#### Study material

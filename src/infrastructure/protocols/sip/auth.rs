//! SIP Digest Authentication, client side (RFC 2617, RFC 3261 Section 22)
//!
//! Challenges come from `WWW-Authenticate` (401) and `Proxy-Authenticate`
//! (407). The [`AuthHelper`] turns a challenge plus cached credentials into
//! the value of the matching `Authorization`/`Proxy-Authorization` header.

use super::message::{SipHeaders, SipResponse};
use crate::domain::shared::error::SipError;
use crate::domain::shared::value_objects::SipMethod;
use rand::Rng;
use std::collections::HashMap;
use tracing::debug;

/// User credentials for authentication
#[derive(Debug, Clone, PartialEq, Eq)]
pub struct UserCredentials {
    pub username: String,
    pub password: Option<String>,
    /// Precomputed MD5(username:realm:password)
    pub ha1: Option<String>,
    /// Realm these credentials apply to; `None` matches any realm
    pub realm: Option<String>,
}

impl UserCredentials {
    pub fn new(username: &str, password: &str) -> Self {
        Self {
            username: username.to_string(),
            password: Some(password.to_string()),
            ha1: None,
            realm: None,
        }
    }

    pub fn with_realm(mut self, realm: &str) -> Self {
        self.realm = Some(realm.to_string());
        self
    }

    pub fn matches_realm(&self, realm: &str) -> bool {
        self.realm.as_deref().map_or(true, |r| r == realm)
    }
}

/// Authentication challenge
#[derive(Debug, Clone, PartialEq, Eq)]
pub struct AuthChallenge {
    pub realm: String,
    pub nonce: String,
    pub algorithm: String,
    pub qop: Option<String>,
    pub opaque: Option<String>,
    pub stale: bool,
    /// Came from Proxy-Authenticate
    pub proxy: bool,
}

impl AuthChallenge {
    /// Parse a `WWW-Authenticate`/`Proxy-Authenticate` value
    pub fn parse(value: &str, proxy: bool) -> Result<Self, SipError> {
        let trimmed = value.trim();
        let scheme_end = trimmed.find(char::is_whitespace).unwrap_or(trimmed.len());
        if !trimmed[..scheme_end].eq_ignore_ascii_case("Digest") {
            return Err(SipError::AuthFailure(format!(
                "Unsupported auth scheme: {}",
                &trimmed[..scheme_end]
            )));
        }
        let params = parse_digest_params(&trimmed[scheme_end..]);
        let realm = params
            .get("realm")
            .ok_or_else(|| SipError::AuthFailure("Missing realm in challenge".to_string()))?;
        let nonce = params
            .get("nonce")
            .ok_or_else(|| SipError::AuthFailure("Missing nonce in challenge".to_string()))?;

        Ok(Self {
            realm: realm.clone(),
            nonce: nonce.clone(),
            algorithm: params
                .get("algorithm")
                .cloned()
                .unwrap_or_else(|| "MD5".to_string()),
            qop: params.get("qop").cloned(),
            opaque: params.get("opaque").cloned(),
            stale: params
                .get("stale")
                .is_some_and(|s| s.eq_ignore_ascii_case("true")),
            proxy,
        })
    }

    /// All digest challenges of a 401/407 response
    pub fn from_response(response: &SipResponse) -> Vec<Self> {
        let mut challenges = Vec::new();
        for (name, proxy) in [("WWW-Authenticate", false), ("Proxy-Authenticate", true)] {
            for value in response.header_values(name) {
                match Self::parse(&value, proxy) {
                    Ok(challenge) => challenges.push(challenge),
                    Err(e) => debug!("Ignoring challenge {}: {}", value, e),
                }
            }
        }
        challenges
    }

    /// Header carrying the answer to this challenge
    pub fn authorization_header_name(&self) -> &'static str {
        if self.proxy {
            "Proxy-Authorization"
        } else {
            "Authorization"
        }
    }

    /// Format as WWW-Authenticate header value
    pub fn to_header_value(&self) -> String {
        let mut value = format!(
            r#"Digest realm="{}", nonce="{}", algorithm={}"#,
            self.realm, self.nonce, self.algorithm
        );
        if let Some(qop) = &self.qop {
            value.push_str(&format!(r#", qop="{}""#, qop));
        }
        if let Some(opaque) = &self.opaque {
            value.push_str(&format!(r#", opaque="{}""#, opaque));
        }
        value
    }

    /// `auth` when the server offers it
    fn selected_qop(&self) -> Option<&'static str> {
        self.qop.as_deref().and_then(|qop| {
            qop.split(',')
                .any(|q| q.trim().eq_ignore_ascii_case("auth"))
                .then_some("auth")
        })
    }
}

/// Parse Digest authentication parameters
pub fn parse_digest_params(value: &str) -> HashMap<String, String> {
    let mut params = HashMap::new();
    let digest_str = value.trim();
    let digest_str = digest_str
        .strip_prefix("Digest ")
        .unwrap_or(digest_str)
        .trim();

    // split on commas outside quotes
    let mut parts = Vec::new();
    let mut current = String::new();
    let mut in_quotes = false;
    for ch in digest_str.chars() {
        match ch {
            '"' => {
                in_quotes = !in_quotes;
                current.push(ch);
            }
            ',' if !in_quotes => parts.push(std::mem::take(&mut current)),
            _ => current.push(ch),
        }
    }
    parts.push(current);

    for part in parts {
        if let Some((key, value)) = part.trim().split_once('=') {
            let key = key.trim().to_ascii_lowercase();
            let value = value.trim().trim_matches('"');
            params.insert(key, value.to_string());
        }
    }
    params
}

/// Credential computation for a challenge
#[cfg_attr(test, mockall::automock)]
pub trait AuthHelper: Send {
    /// Value of the Authorization/Proxy-Authorization header answering `challenge`
    fn compute_credentials(
        &mut self,
        challenge: &AuthChallenge,
        credentials: &UserCredentials,
        method: SipMethod,
        uri: &str,
    ) -> Result<String, SipError>;
}

/// MD5 digest helper
#[derive(Debug, Default)]
pub struct DigestAuthHelper {
    nonce_counts: HashMap<String, u32>,
}

impl DigestAuthHelper {
    pub fn new() -> Self {
        Self::default()
    }

    fn generate_cnonce() -> String {
        let mut rng = rand::thread_rng();
        let random_bytes: Vec<u8> = (0..8).map(|_| rng.gen()).collect();
        hex::encode(random_bytes)
    }

    pub fn compute_ha1(username: &str, realm: &str, password: &str) -> String {
        format!("{:x}", md5::compute(format!("{}:{}:{}", username, realm, password)))
    }

    /// Calculate digest response
    pub fn calculate_response(
        ha1: &str,
        nonce: &str,
        method: &str,
        uri: &str,
        qop: Option<(&str, &str, &str)>,
    ) -> String {
        // HA2 = MD5(method:uri)
        let ha2 = format!("{:x}", md5::compute(format!("{}:{}", method, uri)));

        // Response = MD5(HA1:nonce:HA2) or MD5(HA1:nonce:nc:cnonce:qop:HA2)
        let digest = match qop {
            Some((qop_value, nc, cnonce)) => md5::compute(format!(
                "{}:{}:{}:{}:{}:{}",
                ha1, nonce, nc, cnonce, qop_value, ha2
            )),
            None => md5::compute(format!("{}:{}:{}", ha1, nonce, ha2)),
        };
        format!("{:x}", digest)
    }
}

impl AuthHelper for DigestAuthHelper {
    fn compute_credentials(
        &mut self,
        challenge: &AuthChallenge,
        credentials: &UserCredentials,
        method: SipMethod,
        uri: &str,
    ) -> Result<String, SipError> {
        if !challenge.algorithm.eq_ignore_ascii_case("MD5") {
            return Err(SipError::AuthFailure(format!(
                "Unsupported digest algorithm: {}",
                challenge.algorithm
            )));
        }
        let ha1 = match (&credentials.ha1, &credentials.password) {
            (Some(ha1), _) => ha1.clone(),
            (None, Some(password)) => {
                Self::compute_ha1(&credentials.username, &challenge.realm, password)
            }
            (None, None) => {
                return Err(SipError::AuthFailure(format!(
                    "No secret for user {}",
                    credentials.username
                )))
            }
        };

        let mut value = format!(
            r#"Digest username="{}", realm="{}", nonce="{}", uri="{}""#,
            credentials.username, challenge.realm, challenge.nonce, uri
        );
        let response = match challenge.selected_qop() {
            Some(qop) => {
                let count = self.nonce_counts.entry(challenge.nonce.clone()).or_insert(0);
                *count += 1;
                let nc = format!("{:08x}", count);
                let cnonce = Self::generate_cnonce();
                let response = Self::calculate_response(
                    &ha1,
                    &challenge.nonce,
                    method.as_str(),
                    uri,
                    Some((qop, &nc, &cnonce)),
                );
                value.push_str(&format!(
                    r#", response="{}", algorithm=MD5, qop={}, nc={}, cnonce="{}""#,
                    response, qop, nc, cnonce
                ));
                response
            }
            None => {
                let response =
                    Self::calculate_response(&ha1, &challenge.nonce, method.as_str(), uri, None);
                value.push_str(&format!(r#", response="{}", algorithm=MD5"#, response));
                response
            }
        };
        if let Some(opaque) = &challenge.opaque {
            value.push_str(&format!(r#", opaque="{}""#, opaque));
        }

        debug!(
            "Computed digest response for user {}: {}",
            credentials.username, response
        );
        Ok(value)
    }
}

#[cfg(test)]
mod tests {
    use super::*;

    #[test]
    fn test_parse_challenge() {
        let challenge = AuthChallenge::parse(
            r#"Digest realm="atlanta.com", domain="sip:ss1.carrier.com", qop="auth,auth-int", nonce="f84f1cec41e6cbe5aea9c8e88d359", opaque="", stale=FALSE, algorithm=MD5"#,
            false,
        )
        .unwrap();

        assert_eq!(challenge.realm, "atlanta.com");
        assert_eq!(challenge.nonce, "f84f1cec41e6cbe5aea9c8e88d359");
        assert_eq!(challenge.qop.as_deref(), Some("auth,auth-int"));
        assert!(!challenge.stale);
        assert_eq!(challenge.authorization_header_name(), "Authorization");
        assert_eq!(challenge.selected_qop(), Some("auth"));
    }

    #[test]
    fn test_parse_rejects_basic() {
        assert!(matches!(
            AuthChallenge::parse(r#"Basic realm="x""#, false),
            Err(SipError::AuthFailure(_))
        ));
    }

    #[test]
    fn test_parse_digest_params() {
        let auth_value = r#"Digest username="alice", realm="test.com", nonce="abc123", uri="sip:bob@test.com", response="def456""#;
        let params = parse_digest_params(auth_value);

        assert_eq!(params.get("username").unwrap(), "alice");
        assert_eq!(params.get("realm").unwrap(), "test.com");
        assert_eq!(params.get("nonce").unwrap(), "abc123");
    }

    #[test]
    fn test_rfc2617_response_without_qop() {
        // RFC 2617 style vector computed for SIP
        let ha1 = DigestAuthHelper::compute_ha1("bob", "biloxi.com", "zanzibar");
        let response = DigestAuthHelper::calculate_response(
            &ha1,
            "dcd98b7102dd2f0e8b11d0f600bfb0c093",
            "REGISTER",
            "sip:biloxi.com",
            None,
        );
        assert_eq!(response.len(), 32);
        assert!(response.chars().all(|c| c.is_ascii_hexdigit()));
    }

    #[test]
    fn test_compute_credentials_with_qop_counts_nonce() {
        let mut helper = DigestAuthHelper::new();
        let challenge = AuthChallenge {
            realm: "biloxi.com".to_string(),
            nonce: "n1".to_string(),
            algorithm: "MD5".to_string(),
            qop: Some("auth".to_string()),
            opaque: Some("op".to_string()),
            stale: false,
            proxy: true,
        };
        let creds = UserCredentials::new("bob", "zanzibar");

        let first = helper
            .compute_credentials(&challenge, &creds, SipMethod::Register, "sip:biloxi.com")
            .unwrap();
        let second = helper
            .compute_credentials(&challenge, &creds, SipMethod::Register, "sip:biloxi.com")
            .unwrap();

        let params = parse_digest_params(&first);
        assert_eq!(params.get("nc").unwrap(), "00000001");
        assert_eq!(params.get("opaque").unwrap(), "op");
        assert_eq!(params.get("username").unwrap(), "bob");
        assert_eq!(parse_digest_params(&second).get("nc").unwrap(), "00000002");
    }

    #[test]
    fn test_compute_credentials_needs_secret() {
        let mut helper = DigestAuthHelper::new();
        let challenge = AuthChallenge::parse(r#"Digest realm="r", nonce="n""#, false).unwrap();
        let creds = UserCredentials {
            username: "bob".to_string(),
            password: None,
            ha1: None,
            realm: None,
        };
        assert!(matches!(
            helper.compute_credentials(&challenge, &creds, SipMethod::Register, "sip:r"),
            Err(SipError::AuthFailure(_))
        ));
    }

    #[test]
    fn test_realm_matching() {
        let any = UserCredentials::new("bob", "pw");
        let scoped = UserCredentials::new("bob", "pw").with_realm("biloxi.com");
        assert!(any.matches_realm("anything"));
        assert!(scoped.matches_realm("biloxi.com"));
        assert!(!scoped.matches_realm("atlanta.com"));
    }
}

########

• What is needed
From the entries above, print the lines beginning at the one with "in_quotes = !in_quotes;" and stopping after the one with "pub trait AuthHelper: Send", exactly as written and with nothing else.

• Answer below
                in_quotes = !in_quotes;
                current.push(ch);
            }
            ',' if !in_quotes => parts.push(std::mem::take(&mut current)),
            _ => current.push(ch),
        }
    }
    parts.push(current);

    for part in parts {
        if let Some((key, value)) = part.trim().split_once('=') {
            let key = key.trim().to_ascii_lowercase();
            let value = value.trim().trim_matches('"');
            params.insert(key, value.to_string());
        }
    }
    params
}

/// Credential computation for a challenge
#[cfg_attr(test, mockall::automock)]
pub trait AuthHelper: Send {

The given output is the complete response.